A partir del lunes 31 de agosto entrará en vigor la herramienta Cobros por Transferencia. Además, se ampliará el uso del código de descuento sobre el recibo de sueldo, según informó el Ejecutivo.
Buenos Aires, 29 agosto (NA) – El Gobierno nacional prepara dos cambios normativos destinados a mejorar la cobrabilidad de las cuotas de préstamos otorgados por bancos y fintech, en un contexto de altos niveles de morosidad. La información fue difundida por el Banco Central de la República Argentina (BCRA) y otras fuentes oficiales.

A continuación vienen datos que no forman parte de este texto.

#[cfg(test)]
mod tests {
    use super::*;
    use tempfile::TempDir;

    #[tokio::test]
    async fn test_config_create() {
        let dir = TempDir::new().unwrap();
        let home_dir = dir.path().join("fund_home");
        let key_file = dir.path().join("key.txt");
        utils::write(&key_file, "secret-key\n").await.unwrap();

        let config = Config::create(&home_dir, &key_file, "https://example.supabase.co/")
            .await
            .unwrap();

        assert_eq!("https://example.supabase.co", config.store_url());
        assert_eq!("secret-key", config.api_key().await.unwrap());
        assert!(config.backups().is_dir());
        assert!(config.secrets().is_dir());
        assert!(config.reports_dir().is_dir());
        assert_eq!(config.idle_timeout(), Duration::from_secs(300));
        assert_eq!(config.utc_offset().local_minus_utc(), 7 * 3600);
        assert_eq!(config.tables().weekly, "Mingguan_data");
        // The key file is copied, not moved.
        assert!(key_file.is_file());
    }

    #[tokio::test]
    async fn test_config_load_roundtrip() {
        let dir = TempDir::new().unwrap();
        let key_file = dir.path().join("key.txt");
        utils::write(&key_file, "k").await.unwrap();
        let created = Config::create(dir.path().join("home"), &key_file, "http://localhost:54321")
            .await
            .unwrap();
        let loaded = Config::load(created.root()).await.unwrap();
        assert_eq!(created.store_url(), loaded.store_url());
        assert_eq!(created.letterhead(), loaded.letterhead());
        assert_eq!(created.staged_path(), loaded.staged_path());
    }

    #[tokio::test]
    async fn test_config_create_rejects_bad_url() {
        let dir = TempDir::new().unwrap();
        let key_file = dir.path().join("key.txt");
        utils::write(&key_file, "k").await.unwrap();
        let result = Config::create(dir.path().join("home"), &key_file, "ftp://example.com").await;
        assert!(result.is_err());
        let result = Config::create(dir.path().join("home2"), &key_file, "not a url").await;
        assert!(result.is_err());
    }

    #[tokio::test]
    async fn test_config_load_missing_home() {
        let dir = TempDir::new().unwrap();
        assert!(Config::load(dir.path().join("nope")).await.is_err());
    }

    #[tokio::test]
    async fn test_config_file_load_with_minimal_config() {
        let temp_dir = TempDir::new().unwrap();
        let config_path = temp_dir.path().join("config.json");

        let json = r#"{
            "app_name": "event-fund",
            "config_version": 1,
            "store_url": "https://minimal.supabase.co"
        }"#;
        utils::write(&config_path, json).await.unwrap();

        let config = ConfigFile::load(&config_path).await.unwrap();
        assert_eq!(config.backup_copies, 5);
        assert_eq!(config.idle_timeout_secs, 300);
        assert_eq!(config.utc_offset_minutes, 420);
        assert_eq!(config.tables, Tables::default());
        assert_eq!(config.letterhead, Letterhead::default());
        assert_eq!(config.api_key_path(), PathBuf::from(SECRETS).join(API_KEY));
    }

    #[tokio::test]
    async fn test_config_file_partial_tables() {
        let temp_dir = TempDir::new().unwrap();
        let config_path = temp_dir.path().join("config.json");

        let json = r#"{
            "app_name": "event-fund",
            "config_version": 1,
            "store_url": "https://minimal.supabase.co",
            "tables": { "weekly": "weekly_collections" }
        }"#;
        utils::write(&config_path, json).await.unwrap();

        let config = ConfigFile::load(&config_path).await.unwrap();
        assert_eq!(config.tables.weekly, "weekly_collections");
        assert_eq!(config.tables.donors, "Donatur_data");
    }

    #[tokio::test]
    async fn test_config_file_load_invalid_app_name() {
        let temp_dir = TempDir::new().unwrap();
        let config_path = temp_dir.path().join("config.json");

        let json = r#"{
            "app_name": "wrong_app",
            "config_version": 1,
            "store_url": "https://example.supabase.co"
        }"#;
        utils::write(&config_path, json).await.unwrap();

        let result = ConfigFile::load(&config_path).await;
        assert!(result.is_err());
        assert!(format!("{:#}", result.unwrap_err()).contains("Invalid app_name"));
    }

    #[test]
    fn test_config_file_serialization_omits_none_fields() {
        let config = ConfigFile::default();
        let json = serde_json::to_string(&config).unwrap();
        assert!(!json.contains("api_key_path"));
        assert!(!json.contains("reports_dir"));
    }
}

Según datos del BCRA, la tasa de morosidad en préstamos personales y saldos de tarjeta de crédito alcanzó en junio el 12,8%, lo que representó una reducción de 0,1 puntos porcentuales respecto de mayo. El porcentaje de irregularidad del crédito, que mide la mora en la devolución de préstamos, se ubicó en 7,6%. El informe indica que esta merma combinó una desaceleración en el crecimiento de la cartera irregular con un aumento real del financiamiento total. A pesar de la leve mejora, los incumplimientos afectan a casi 6 millones de personas.
La primera medida, denominada Cobros por Transferencia, entrará en vigencia el lunes 31 de agosto. Esta herramienta autoriza a las entidades financieras a debitar la cuota pendiente de un préstamo desde la cuenta bancaria o billetera virtual del cliente moroso. Para su activación, el tomador del crédito deberá autorizar expresamente los débitos automáticos, consentimiento que podrá revocar en cualquier momento.
La normativa establece que las cuotas deberán ser fijas e iguales, y no podrán superar el 30% de los ingresos de la persona. Si el préstamo se deposita en una cuenta de un banco distinto al prestamista, la entidad otorgante podrá debitar la cuota pendiente de esa cuenta de destino en caso de demoras. La entidad acreedora deberá notificar al usuario con un día de anticipación. Además, se limita la operación a un intento inicial y dos reintentos (a las 48 y 96 horas).
Según fuentes del sector, las entidades financieras expresaron críticas a esta herramienta por considerar que presenta “problemas de diseño”. Entre las objeciones señalaron que solo se puede cobrar de la cuenta donde se depositó el préstamo, lo que genera dudas sobre su uso práctico, y que no se podrán computar intereses ante eventuales retrasos de pago.
La segunda medida consiste en la ampliación de la herramienta del código de descuento sobre el recibo de sueldo, que permite a los bancos descontar directamente del salario las cuotas de los préstamos. Esta normativa fue reglamentada bajo el artículo 36 de la reforma laboral. Su entrada en vigencia dependerá del BCRA, que deberá definir las normas complementarias y efectuar la publicación.